For student directors, engaging with stereotypes presented the opportunity to overturn those stereotypes.
The musical “bare,” presented this weekend by Forbidden Planet Productions, explores the conflicts of high school seniors at a Catholic boarding school, centering on a romantic relationship between roommates Jason, a popular jock, and Peter, his more reserved boyfriend.
Jason is played by freshman Blake Eisenberg and Peter is played by Daniel Kaufman, also a freshman.
“The main character Peter is really struggling with coming out. He has nightmares throughout the show,” said director Sarah Martin, a junior. Martin, who choreographed “Rocky Horror Picture Show” last year, is co-directing “bare” with classmate Matthew Avento. The show marks both students’ directorial debut.
Avento first saw the show at the University of Delaware last year and was moved by the themes the music explored.
“I fell in love with the music,” he said. “Only after I listened to the music did I realize how poignant the story was.”
Most of the show itself is sung, he said, with only a few spoken lines.
Avento also attributed his interest in “bare” to its structure, which he said reduces each of the five lead characters to a stereotype in order to overturn that stereotype.
“The course of the play breaks down the stereotypes,” he said, emphasizing the significance of “One,” a song that comes at the end of the first act.
This sense of textual structure is accentuated with a minimal set – blocks for actors to stand on surround a large cross painted on the floor of the stage, serving as a constant reminder that the characters’ story exists within a Catholic boarding school.
Avento said the musical presented a challenge for the actors rarely explored in college theater.
“It’s so rare in any theater production that you are playing someone younger than you,” he said, noting that the actors are challenged to depict high school seniors.

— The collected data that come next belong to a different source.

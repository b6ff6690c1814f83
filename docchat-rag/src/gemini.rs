//! Gemini embedding provider using the Generative Language REST API.
//!
//! This module is only available when the `gemini` feature is enabled.

use async_trait::async_trait;
use serde::{Deserialize, Serialize};
use tracing::{debug, error};

use crate::embedding::EmbeddingProvider;
use crate::error::{RagError, Result};

/// The default Generative Language API base URL.
pub const GEMINI_API_BASE: &str = "https://generativelanguage.googleapis.com/v1beta";

/// The default embedding model.
const DEFAULT_MODEL: &str = "models/embedding-001";

/// Dimensionality of `embedding-001` vectors.
const DEFAULT_DIMENSIONS: usize = 768;

const PROVIDER: &str = "Gemini";

/// An [`EmbeddingProvider`] backed by the Gemini `embedContent` endpoint.
///
/// # Configuration
///
/// - `model` – defaults to `models/embedding-001`.
/// - `base_url` – defaults to [`GEMINI_API_BASE`].
///
/// # Example
///
/// ```rust,ignore
/// use docchat_rag::gemini::GeminiEmbeddingProvider;
///
/// let provider = GeminiEmbeddingProvider::new("your-api-key")?;
/// let embedding = provider.embed("hello world").await?;
/// ```
pub struct GeminiEmbeddingProvider {
    client: reqwest::Client,
    api_key: String,
    base_url: String,
    model: String,
    dimensions: usize,
}

impl GeminiEmbeddingProvider {
    /// Create a new provider with the given API key and the default model.
    pub fn new(api_key: impl Into<String>) -> Result<Self> {
        let api_key = api_key.into();
        if api_key.trim().is_empty() {
            return Err(RagError::embedding(PROVIDER, "API key must not be empty"));
        }

        Ok(Self {
            client: reqwest::Client::new(),
            api_key,
            base_url: GEMINI_API_BASE.into(),
            model: DEFAULT_MODEL.into(),
            dimensions: DEFAULT_DIMENSIONS,
        })
    }

    /// Set the model name. A bare name such as `text-embedding-004` gets the
    /// `models/` prefix added.
    pub fn with_model(mut self, model: impl Into<String>) -> Self {
        let model = model.into();
        self.model = if model.starts_with("models/") { model } else { format!("models/{model}") };
        self
    }

    /// Set the expected output dimensionality.
    pub fn with_dimensions(mut self, dimensions: usize) -> Self {
        self.dimensions = dimensions;
        self
    }

    /// Override the API base URL (for proxies or regional endpoints).
    pub fn with_base_url(mut self, base_url: impl Into<String>) -> Self {
        self.base_url = base_url.into().trim_end_matches('/').to_string();
        self
    }

    fn endpoint(&self) -> String {
        format!("{}/{}:embedContent", self.base_url, self.model)
    }
}

// Gemini API request/response types

#[derive(Serialize)]
struct EmbedContentRequest<'a> {
    model: &'a str,
    content: Content<'a>,
}

#[derive(Serialize)]
struct Content<'a> {
    parts: [Part<'a>; 1],
}

#[derive(Serialize)]
struct Part<'a> {
    text: &'a str,
}

#[derive(Deserialize)]
struct EmbedContentResponse {
    embedding: Option<ContentEmbedding>,
}

#[derive(Deserialize)]
struct ContentEmbedding {
    values: Vec<f32>,
}

#[derive(Deserialize)]
struct ErrorResponse {
    error: ErrorDetail,
}

#[derive(Deserialize)]
struct ErrorDetail {
    message: String,
}

fn parse_embedding(body: &str) -> Result<Vec<f32>> {
    let response: EmbedContentResponse = serde_json::from_str(body)
        .map_err(|e| RagError::embedding(PROVIDER, format!("failed to parse response: {e}")))?;
    response
        .embedding
        .map(|e| e.values)
        .ok_or_else(|| RagError::embedding(PROVIDER, "no embedding found in response"))
}

// EmbeddingProvider implementation

#[async_trait]
impl EmbeddingProvider for GeminiEmbeddingProvider {
    async fn embed(&self, text: &str) -> Result<Vec<f32>> {
        debug!(provider = PROVIDER, model = %self.model, text_len = text.len(), "embedding text");

        let request_body = EmbedContentRequest {
            model: &self.model,
            content: Content { parts: [Part { text }] },
        };

        let response = self
            .client
            .post(self.endpoint())
            .header("x-goog-api-key", &self.api_key)
            .json(&request_body)
            .send()
            .await
            .map_err(|e| {
                error!(provider = PROVIDER, error = %e, "request failed");
                RagError::embedding(PROVIDER, format!("request failed: {e}"))
            })?;

        let status = response.status();
        let body = response
            .text()
            .await
            .map_err(|e| RagError::embedding(PROVIDER, format!("failed to read response: {e}")))?;

        if !status.is_success() {
            let detail = serde_json::from_str::<ErrorResponse>(&body)
                .map(|e| e.error.message)
                .unwrap_or(body);
            error!(provider = PROVIDER, %status, "API error");
            return Err(RagError::embedding(PROVIDER, format!("API returned {status}: {detail}")));
        }

        parse_embedding(&body)
    }

    fn dimensions(&self) -> usize {
        self.dimensions
    }

    fn name(&self) -> &str {
        PROVIDER
    }
}

#[cfg(test)]
mod tests {
    use super::*;

    #[test]
    fn parses_embed_content_response() {
        let body = r#"{"embedding": {"values": [0.25, -0.5, 1.0]}}"#;
        assert_eq!(parse_embedding(body).unwrap(), vec![0.25, -0.5, 1.0]);
    }

    #[test]
    fn missing_embedding_is_an_error() {
        let err = parse_embedding("{}").unwrap_err();
        assert!(err.to_string().contains("no embedding found"));
    }

    #[test]
    fn request_body_carries_model_and_text() {
        let body = EmbedContentRequest {
            model: "models/embedding-001",
            content: Content { parts: [Part { text: "hi" }] },
        };
        let json = serde_json::to_value(&body).unwrap();
        assert_eq!(json["model"], "models/embedding-001");
        assert_eq!(json["content"]["parts"][0]["text"], "hi");
        assert!(json.get("taskType").is_none());
    }

    #[test]
    fn model_names_get_prefixed() {
        let provider = GeminiEmbeddingProvider::new("key")
            .unwrap()
            .with_model("text-embedding-004")
            .with_base_url("http://localhost:8080/");
        assert_eq!(
            provider.endpoint(),
            "http://localhost:8080/models/text-embedding-004:embedContent"
        );
        assert!(GeminiEmbeddingProvider::new("  ").is_err());
    }
}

“One of the reasons we chose the show was that it was completely in the potential range of our actors,” added Martin, noting the ability of the college-aged cast to channel angst – with issues ranging from homosexuality to unrequited love to weight.

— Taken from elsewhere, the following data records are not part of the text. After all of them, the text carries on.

//! Data types for documents, chunks, and search results.

use serde::{Deserialize, Serialize};

/// An uploaded source document.
#[derive(Debug, Clone, Serialize, Deserialize, PartialEq)]
pub struct Document {
    /// Identifier for the document, usually the uploaded file name.
    pub id: String,
    /// The raw text content.
    pub text: String,
}

impl Document {
    pub fn new(id: impl Into<String>, text: impl Into<String>) -> Self {
        Self { id: id.into(), text: text.into() }
    }
}

/// One retrievable unit of a [`Document`].
#[derive(Debug, Clone, Serialize, Deserialize, PartialEq, Eq)]
pub struct Chunk {
    /// Position of the chunk in upload order, starting at zero.
    pub id: usize,
    /// Trimmed, non-empty chunk text.
    pub text: String,
    /// The ID of the parent [`Document`].
    pub document_id: String,
}

/// A retrieved [`Chunk`] paired with its similarity score.
#[derive(Debug, Clone, Serialize, Deserialize, PartialEq)]
pub struct ScoredChunk {
    /// The retrieved chunk.
    pub chunk: Chunk,
    /// Cosine similarity to the query (higher is more relevant).
    pub score: f32,
    /// Whether the chunk's vector was synthesised rather than provided.
    pub fallback: bool,
}

/// Description of an index after a successful upload.
#[derive(Debug, Clone, Serialize, Deserialize, PartialEq, Eq)]
pub struct IndexSummary {
    /// The document the index was built from.
    pub document_id: String,
    /// Number of chunks indexed.
    pub chunk_count: usize,
    /// Number of chunks whose vectors are fallbacks.
    pub fallback_count: usize,
    /// Vector dimensionality.
    pub dimensions: usize,
}
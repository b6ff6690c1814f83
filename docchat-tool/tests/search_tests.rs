use docchat_core::{WebSearch, is_search_sentinel};
use docchat_tool::{ScriptedSearch, SerpApiSearch};

#[tokio::test]
async fn test_search_without_key_is_unavailable() {
    let search = SerpApiSearch::new(None);
    assert!(!search.is_configured());

    let results = search.search("capital of France").await;
    assert_eq!(results, vec!["[Web search unavailable: no SerpAPI key configured]".to_string()]);
    assert!(is_search_sentinel(&results));

    assert!(!SerpApiSearch::new(Some("  ".into())).is_configured());
}

#[tokio::test]
async fn test_unreachable_endpoint_yields_error_sentinel() {
    // Port 9 (discard) on localhost is not expected to serve HTTP.
    let search =
        SerpApiSearch::new(Some("key".into())).with_base_url("http://127.0.0.1:9/search.json");

    let results = search.search("anything").await;
    assert_eq!(results.len(), 1);
    assert!(results[0].starts_with("Web search error: "), "got {results:?}");
    assert!(is_search_sentinel(&results));
}

#[tokio::test]
async fn test_scripted_search_records_queries() {
    let search = ScriptedSearch::new(["France is in Europe."]);

    assert_eq!(search.search("where is France").await, vec!["France is in Europe.".to_string()]);
    assert_eq!(search.queries(), vec!["where is France".to_string()]);
}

Martin cited the Lisner downstage as a space that could achieve ideal intimacy with an audience, though the space itself presented a challenge in that it only holds about 65 people. Since the show is expected to sell out, tickets were sold Monday through Wednesday.
Martin and Avento auditioned students about 10 weeks ago and since then, different performers have practiced six days a week.
“They probably faded away for a bit, but there are feelings that we are really close to,” said Martin of themes addressed in “bare.”
“Bare,” by Jon Hartmere Jr. and Damon Intrabartolo, presented by Forbidden Planet Productions, will be performed Thursday, Dec. 4 at 8 p.m. and Friday, Dec. 5 and Saturday, Dec. 6, at 5 and 10 p.m. in the Lisner downstage. Tickets are $5.